The Farmworker Association of Florida got involved with AJP shortly after it launched its worker-justice-focused certification and labeling back in 2011. “We believe in it because it also includes organic,” said Jeannie Economos, pesticide safety and environmental health project coordinator for the Farmworker Association of Florida. “We believe you can have the best fair labor standard label you want, but if they’re still using pesticides it’s still a big problem, because farmworkers are exposed to those pesticides.”
As many as 20,000 farmworkers are affected by acute pesticide poisoning (direct exposure resulting in immediate symptoms like headache, vomiting, or rash) in the United States each year. Numerous studies have shown that this exposure leads to higher rates of birth defects, developmental delays, leukemia, and brain cancer among farmworker children.

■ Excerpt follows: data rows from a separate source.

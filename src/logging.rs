use std::path::Path;

use tracing_appender::non_blocking::WorkerGuard;
use tracing_subscriber::{
    EnvFilter, Layer, Registry, layer::SubscriberExt, util::SubscriberInitExt,
};

use crate::config::ClientConfig;

pub const LOG_FILE_PREFIX: &str = "taskboard.log";

/// Keeps the background log writer alive. Dropping it flushes the file log.
#[must_use = "dropping the guard stops file logging"]
pub struct LogGuard {
    _file: Option<WorkerGuard>,
}

/// Filter for terminal output: `RUST_LOG` wins, then `--verbose`, then the
/// configured default.
fn stderr_filter(verbose: bool, default: &str) -> EnvFilter {
    EnvFilter::try_from_default_env().unwrap_or_else(|_| {
        if verbose {
            EnvFilter::new("info,taskboard=debug")
        } else {
            EnvFilter::new(default)
        }
    })
}

/// Install the global subscriber. Terminal output goes to stderr so command
/// output on stdout stays clean; when `log_dir` is set a daily-rolling JSON
/// file log is written there as well.
pub fn init_logging(config: &ClientConfig) -> LogGuard {
    let json = config.log_json;
    let stderr_plain = (!json).then(|| {
        tracing_subscriber::fmt::layer()
            .with_target(false)
            .with_writer(std::io::stderr)
            .with_filter(stderr_filter(config.verbose, &config.log_filter))
    });
    let stderr_json = json.then(|| {
        tracing_subscriber::fmt::layer()
            .json()
            .with_writer(std::io::stderr)
            .with_filter(stderr_filter(config.verbose, &config.log_filter))
    });

    let (file_layer, guard) = match config.log_dir.as_deref() {
        Some(dir) => {
            let (layer, guard) = file_layer(dir);
            (Some(layer), Some(guard))
        }
        None => (None, None),
    };

    // A subscriber may already be installed (tests, embedding callers).
    let _ = tracing_subscriber::registry()
        .with(file_layer)
        .with(stderr_plain)
        .with(stderr_json)
        .try_init();

    LogGuard { _file: guard }
}

fn file_layer(dir: &Path) -> (Box<dyn Layer<Registry> + Send + Sync>, WorkerGuard) {
    let appender = tracing_appender::rolling::daily(dir, LOG_FILE_PREFIX);
    let (writer, guard) = tracing_appender::non_blocking(appender);
    let layer = tracing_subscriber::fmt::layer()
        .json()
        .with_ansi(false)
        .with_writer(writer)
        .with_filter(EnvFilter::new("info,taskboard=debug"))
        .boxed();
    (layer, guard)
}
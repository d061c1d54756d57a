//! Project listing, creation, board and statistics commands.

use std::path::Path;

use anyhow::{Context, Result, bail};
use chrono::Utc;
use console::style;
use taskboard::board::analytics::{DashboardSummary, ProjectStats};
use taskboard::board::models::{ImageUpload, NewProject, Priority, Task, TaskStatus};
use taskboard::config::ClientConfig;

use super::Client;

async fn loaded_client(config: &ClientConfig) -> Result<Client> {
    let client = Client::connect(config)?;
    client.require_user().await?;
    client
        .store
        .load_projects()
        .await
        .context("Failed to load projects")?;
    Ok(client)
}

pub async fn cmd_projects(config: &ClientConfig) -> Result<()> {
    let client = loaded_client(config).await?;
    let projects = client.store.projects()?;
    if projects.is_empty() {
        println!("No projects yet. Create one with `taskboard create-project <name>`.");
        return Ok(());
    }
    for project in projects {
        println!(
            "  {:<12} {}  {}",
            style(&project.id).dim(),
            style(&project.name).bold(),
            style(format!(
                "{} tasks, {} members",
                project.tasks.len(),
                project.project_members.len()
            ))
            .dim()
        );
    }
    Ok(())
}

fn read_image(path: &Path) -> Result<ImageUpload> {
    let bytes = std::fs::read(path)
        .with_context(|| format!("Failed to read image file: {}", path.display()))?;
    let file_name = path
        .file_name()
        .map(|n| n.to_string_lossy().into_owned())
        .with_context(|| format!("Image path has no file name: {}", path.display()))?;
    Ok(ImageUpload { file_name, bytes })
}

pub async fn cmd_create_project(
    config: &ClientConfig,
    name: &str,
    description: Option<&str>,
    members: &[String],
    image: Option<&Path>,
) -> Result<()> {
    let client = Client::connect(config)?;
    let user = client.require_user().await?;

    let mut new = NewProject::new(name);
    new.description = description.map(str::to_string);
    new.member_ids = members.to_vec();
    if !new.member_ids.contains(&user.id) {
        new.member_ids.push(user.id.clone());
    }
    new.image = image.map(read_image).transpose()?;

    let project = client
        .store
        .add_project(new)
        .await
        .context("Failed to create project")?;
    println!(
        "{} Created project {} ({})",
        style("✓").green(),
        style(&project.name).bold(),
        project.id
    );
    Ok(())
}

fn priority_badge(priority: Priority) -> String {
    let label = format!("[{}]", priority);
    match priority {
        Priority::High => style(label).red().to_string(),
        Priority::Medium => style(label).yellow().to_string(),
        Priority::Low => style(label).dim().to_string(),
    }
}

fn task_line(task: &Task) -> String {
    let today = Utc::now().date_naive();
    let mut line = format!("{} {}", priority_badge(task.priority), task.title);
    if let Some(due) = task.due_date {
        let due = format!(" due {}", due);
        if task.is_overdue(today) {
            line.push_str(&style(due).red().to_string());
        } else {
            line.push_str(&style(due).dim().to_string());
        }
    }
    if !task.assignees.is_empty() {
        let names: Vec<&str> = task.assignees.iter().map(|u| u.name.as_str()).collect();
        line.push_str(&style(format!(" @{}", names.join(", @"))).cyan().to_string());
    }
    line
}

pub async fn cmd_board(config: &ClientConfig, project_id: &str) -> Result<()> {
    let client = loaded_client(config).await?;
    let Some(board) = client.store.board(project_id)? else {
        bail!("Project {} not found", project_id);
    };

    println!("{}", style(&board.project_name).bold().cyan());
    for column in &board.columns {
        println!();
        println!(
            "{} {}",
            style(column.status.label()).bold(),
            style(format!("({})", column.tasks.len())).dim()
        );
        if column.tasks.is_empty() {
            println!("  {}", style("-").dim());
        }
        for task in &column.tasks {
            println!("  {}", task_line(task));
        }
    }
    Ok(())
}

fn print_status_counts(get: impl Fn(&TaskStatus) -> usize) {
    for status in TaskStatus::COLUMNS.iter() {
        println!("  {:<12} {}", status.label(), get(status));
    }
}

pub async fn cmd_stats(config: &ClientConfig, project_id: Option<&str>) -> Result<()> {
    let client = loaded_client(config).await?;
    let today = Utc::now().date_naive();

    match project_id {
        Some(id) => {
            let Some(project) = client.store.project(id)? else {
                bail!("Project {} not found", id);
            };
            let stats = ProjectStats::compute(&project, today);
            println!("{}", style(&project.name).bold().cyan());
            print_status_counts(|s| stats.by_status.get(s));
            println!(
                "  {:.0}% complete, {} overdue, {} unassigned, {} members",
                stats.completion() * 100.0,
                stats.overdue,
                stats.unassigned,
                stats.members
            );
        }
        None => {
            let summary = DashboardSummary::compute(&client.store.projects()?, today);
            println!(
                "{}",
                style(format!(
                    "{} projects, {} tasks",
                    summary.projects, summary.total_tasks
                ))
                .bold()
                .cyan()
            );
            print_status_counts(|s| summary.by_status.get(s));
            println!(
                "  {:.0}% complete, {} overdue",
                summary.completion() * 100.0,
                summary.overdue
            );
            if !summary.open_by_assignee.is_empty() {
                println!();
                println!("{}", style("Open tasks by assignee").bold());
                for (user_id, count) in &summary.open_by_assignee {
                    println!("  {:<12} {}", user_id, count);
                }
            }
        }
    }
    Ok(())
}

Obviously, there are numerous aspects of farm work that urgently need to be addressed. While there is still plenty of room to grow in terms of access, these worker-led programs have been paving the way for better labor conditions on participating farms. The two farmworkers that escaped enslavement in Pahokee did not work under any of these programs, all of which existed at the time of their exploitation.
As one UC Berkeley study found, these “market based initiatives can be a promising mechanism for improving farm labor conditions” when implemented well. That said, the most important component of ensuring their long-term success — and better working conditions for more North American farmworkers — will be getting consumers to understand what they mean and why they exist.
There’s not a lot of research documenting how much consumers care about the treatment of farmworkers when purchasing fresh products. But studies have shown that the more familiar consumers are with a certification, the more likely they are to trust the label.
Those involved in farmworker justice initiatives are hopeful that recent attention on farm laborers and the struggles they face will help guide grocery store shoppers to start considering social justice labels in their purchases. “I think that’s, dare I say, one good thing out of the pandemic, farmworkers became visible as essential workers,” said Economos. “Will it stay that way? We’ll have to see.”